As a case study, consider the Management School redevelopment – specifically, the demolition and replacement of the building containing Lecture Theatres 5-8. A great deal of work has gone into screening all that goes on within from the outside world, including wooden barriers (many covered in ‘artist’s impressions’ of what will replace it) and DIY frosting on the windows looking out over the site. What has been happening since the building was closed off back in July?

Well, to subtext’s untrained eye, the contractors BAM have so far managed to: (a) remove some turf; and (b) er, that’s it. Take a look for yourself – the best views can be had by going to the first floor of the new Engineering Building, heading for the southern side, and peering over. Are we missing something? Or have we basically just closed off four perfectly usable lecture theatres for the whole of the past term for no reason? LUMS students must be thrilled.

If any readers spot any BAM staff carrying out any demolishing here, please let us know.

CONSULTANCY NEWS

Some colleagues in Leadership and Management, facing the imminent dissolution of their department and their transfer – if they’re lucky! – to Organisation, Work & Technology or Entrepreneurship, Strategy & Innovation, have expressed disappointment at what they see as the thin business case presented by the Dean of LUMS, Prof Angus Laing, to justify this restructure. Perhaps the Dean should have consulted some experts in organisational change within business schools . . .

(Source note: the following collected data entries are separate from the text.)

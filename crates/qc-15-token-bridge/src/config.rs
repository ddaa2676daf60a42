//! Bridge configuration with validation.
//!
//! Loaded once, validated, then handed to
//! [`ContextRegistry::builder`](crate::registry::ContextRegistry::builder).
//!
//! # Environment Variables
//!
//! - `QC_BRIDGE_CONFIG`: path to a JSON config file
//! - `QC_LOG_LEVEL` or `RUST_LOG`: log level (default: info)
//! - `QC_JSON_LOGS`: emit JSON logs (default: false)

use crate::domain::{BridgeError, ChainFamily, ChainId, ChainName, TokenId};
use serde::{Deserialize, Serialize};
use std::collections::HashSet;
use std::env;
use std::path::Path;
use thiserror::Error;

/// Default gas limit applied to redeem transactions.
pub const DEFAULT_CLAIM_GAS_LIMIT: u64 = 250_000;

/// Environment variable naming the config file.
pub const CONFIG_PATH_ENV: &str = "QC_BRIDGE_CONFIG";

/// Deployment network.
#[derive(Clone, Copy, Debug, Default, PartialEq, Eq, Serialize, Deserialize)]
#[serde(rename_all = "lowercase")]
pub enum Network {
    /// Production networks.
    Mainnet,
    /// Public testnets.
    #[default]
    Testnet,
    /// Local devnet.
    Devnet,
}

/// Main bridge configuration
#[derive(Debug, Clone, Serialize, Deserialize)]
#[serde(default, rename_all = "camelCase")]
pub struct BridgeConfig {
    /// Network the chains belong to
    pub network: Network,
    /// Configured chains
    pub chains: Vec<ChainConfig>,
    /// Configured tokens
    pub tokens: Vec<TokenConfig>,
    /// Gas limit for redeem transactions
    pub claim_gas_limit: u64,
    /// Logging configuration
    pub logging: LoggingConfig,
}

impl Default for BridgeConfig {
    fn default() -> Self {
        Self {
            network: Network::default(),
            chains: Vec::new(),
            tokens: Vec::new(),
            claim_gas_limit: DEFAULT_CLAIM_GAS_LIMIT,
            logging: LoggingConfig::default(),
        }
    }
}

impl BridgeConfig {
    /// Parse and validate a JSON document.
    pub fn from_json_str(json: &str) -> Result<Self, ConfigError> {
        let config: Self =
            serde_json::from_str(json).map_err(|e| ConfigError::Parse(e.to_string()))?;
        config.validate()?;
        Ok(config)
    }

    /// Read, parse and validate a JSON file.
    pub fn from_file(path: impl AsRef<Path>) -> Result<Self, ConfigError> {
        let path = path.as_ref();
        let json = std::fs::read_to_string(path)
            .map_err(|e| ConfigError::Io(format!("{}: {}", path.display(), e)))?;
        Self::from_json_str(&json)
    }

    /// Load the file named by `QC_BRIDGE_CONFIG`.
    pub fn from_env() -> Result<Self, ConfigError> {
        let path =
            env::var(CONFIG_PATH_ENV).map_err(|_| ConfigError::EnvMissing(CONFIG_PATH_ENV))?;
        Self::from_file(path)
    }

    /// Validate configuration
    pub fn validate(&self) -> Result<(), ConfigError> {
        if self.chains.is_empty() {
            return Err(ConfigError::NoChains);
        }

        if self.claim_gas_limit == 0 {
            return Err(ConfigError::InvalidClaimGasLimit);
        }

        // id <-> name must be a bijection
        let mut ids = HashSet::new();
        let mut names = HashSet::new();
        for chain in &self.chains {
            if !ids.insert(chain.id) {
                return Err(ConfigError::DuplicateChainId(chain.id.0));
            }
            if !names.insert(chain.name.as_str()) {
                return Err(ConfigError::DuplicateChainName(chain.name.to_string()));
            }
            if chain.contracts.token_bridge.is_empty() {
                return Err(ConfigError::MissingContract {
                    chain: chain.name.to_string(),
                    contract: "tokenBridge",
                });
            }
        }

        let mut keys = HashSet::new();
        for token in &self.tokens {
            if !keys.insert(token.key.as_str()) {
                return Err(ConfigError::DuplicateToken(token.key.clone()));
            }
        }

        for token in &self.tokens {
            if !names.contains(token.native_chain.as_str()) {
                return Err(ConfigError::UnknownTokenChain {
                    token: token.key.clone(),
                    chain: token.native_chain.to_string(),
                });
            }
            match (&token.token_id, &token.wrapped_asset) {
                (Some(id), _) if !names.contains(id.chain.as_str()) => {
                    return Err(ConfigError::UnknownTokenChain {
                        token: token.key.clone(),
                        chain: id.chain.to_string(),
                    });
                }
                (None, Some(wrapped)) if !keys.contains(wrapped.as_str()) => {
                    return Err(ConfigError::UnknownWrappedAsset {
                        token: token.key.clone(),
                        wrapped: wrapped.clone(),
                    });
                }
                (None, None) => return Err(ConfigError::TokenWithoutIdentity(token.key.clone())),
                _ => {}
            }
        }

        Ok(())
    }
}

/// Contract addresses deployed on one chain
#[derive(Debug, Clone, Default, PartialEq, Eq, Serialize, Deserialize)]
#[serde(rename_all = "camelCase")]
pub struct ChainContracts {
    /// Core messaging contract (required to post messages)
    #[serde(default)]
    pub core: Option<String>,
    /// Token bridge contract / program / package
    pub token_bridge: String,
    /// Token bridge relayer, when deployed
    #[serde(default)]
    pub relayer: Option<String>,
}

/// One configured chain
#[derive(Debug, Clone, PartialEq, Eq, Serialize, Deserialize)]
#[serde(rename_all = "camelCase")]
pub struct ChainConfig {
    /// Symbolic name
    pub name: ChainName,
    /// Bridge chain id
    pub id: ChainId,
    /// Chain family
    pub family: ChainFamily,
    /// Deployed contracts
    pub contracts: ChainContracts,
    /// Wrapped native token address (EVM unwrap on redeem)
    #[serde(default)]
    pub wrapped_native: Option<String>,
}

/// One configured token
#[derive(Debug, Clone, PartialEq, Eq, Serialize, Deserialize)]
#[serde(rename_all = "camelCase")]
pub struct TokenConfig {
    /// Lookup key
    pub key: String,
    /// Ticker
    pub symbol: String,
    /// Chain the token is native to
    pub native_chain: ChainName,
    /// On-chain identity; absent for gas tokens
    #[serde(default)]
    pub token_id: Option<TokenId>,
    /// Key of the wrapped counterpart for gas tokens
    #[serde(default)]
    pub wrapped_asset: Option<String>,
    /// Decimals on EVM chains and the default elsewhere
    pub decimals: u8,
    /// Decimals on Solana
    #[serde(default)]
    pub sol_decimals: Option<u8>,
    /// Decimals on Sui
    #[serde(default)]
    pub sui_decimals: Option<u8>,
    /// Decimals on Aptos
    #[serde(default)]
    pub aptos_decimals: Option<u8>,
}

impl TokenConfig {
    /// Decimals of this token's representation on a chain family.
    pub fn decimals_for(&self, family: ChainFamily) -> u8 {
        let specific = match family {
            ChainFamily::Evm => None,
            ChainFamily::Solana => self.sol_decimals,
            ChainFamily::Sui => self.sui_decimals,
            ChainFamily::Aptos => self.aptos_decimals,
        };
        specific.unwrap_or(self.decimals)
    }
}

/// Logging configuration
#[derive(Debug, Clone, PartialEq, Eq, Serialize, Deserialize)]
#[serde(default)]
pub struct LoggingConfig {
    /// Filter directive (trace, debug, info, warn, error)
    pub level: String,
    /// Emit JSON lines instead of human-readable output
    pub json: bool,
}

impl Default for LoggingConfig {
    fn default() -> Self {
        Self {
            level: "info".to_string(),
            json: false,
        }
    }
}

impl LoggingConfig {
    /// Read `QC_LOG_LEVEL` (or `RUST_LOG`) and `QC_JSON_LOGS`.
    pub fn from_env() -> Self {
        Self {
            level: env::var("QC_LOG_LEVEL")
                .or_else(|_| env::var("RUST_LOG"))
                .unwrap_or_else(|_| "info".to_string()),
            json: env::var("QC_JSON_LOGS")
                .map(|v| v == "true" || v == "1")
                .unwrap_or(false),
        }
    }
}

/// Configuration errors
#[derive(Debug, Error, PartialEq, Eq)]
pub enum ConfigError {
    /// Config file could not be read
    #[error("Cannot read config: {0}")]
    Io(String),

    /// Config document is malformed
    #[error("Cannot parse config: {0}")]
    Parse(String),

    /// Required environment variable unset
    #[error("Environment variable {0} is not set")]
    EnvMissing(&'static str),

    /// No chains configured
    #[error("No chains configured")]
    NoChains,

    /// Two chains share an id
    #[error("Duplicate chain id: {0}")]
    DuplicateChainId(u16),

    /// Two chains share a name
    #[error("Duplicate chain name: {0}")]
    DuplicateChainName(String),

    /// Required contract address missing
    #[error("Missing {contract} contract on {chain}")]
    MissingContract {
        /// Chain name
        chain: String,
        /// Contract role
        contract: &'static str,
    },

    /// Two tokens share a key
    #[error("Duplicate token key: {0}")]
    DuplicateToken(String),

    /// Token references an unconfigured chain
    #[error("Token {token} references unknown chain {chain}")]
    UnknownTokenChain {
        /// Token key
        token: String,
        /// Chain name
        chain: String,
    },

    /// Wrapped-asset key does not exist
    #[error("Token {token} references unknown wrapped asset {wrapped}")]
    UnknownWrappedAsset {
        /// Token key
        token: String,
        /// Referenced key
        wrapped: String,
    },

    /// Token has neither a token id nor a wrapped asset
    #[error("Token {0} has neither tokenId nor wrappedAsset")]
    TokenWithoutIdentity(String),

    /// Claim gas limit is zero
    #[error("claimGasLimit cannot be 0")]
    InvalidClaimGasLimit,
}

impl From<ConfigError> for BridgeError {
    fn from(err: ConfigError) -> Self {
        BridgeError::InvalidConfig(err.to_string())
    }
}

. . . like, for example, the experts at Nurture Higher Education Group, http://nurturehighered.com/, a consultancy firm founded in January 2017 which provides ‘ongoing longer-term support to assist schools in working through major change programmes’ and can offer ‘unrivalled guidance geared towards enhancing the competitiveness and sustainability of their institutions.’ They’ve got offices in Covent Garden – well, they’ve got an address in Covent Garden, managed by Garden Studios at 71-75 Shelton Street – and an impressive array of associates. Anyone wishing to avail themselves of Nurture’s consultancy services should contact its Chairman, Prof Angus Laing.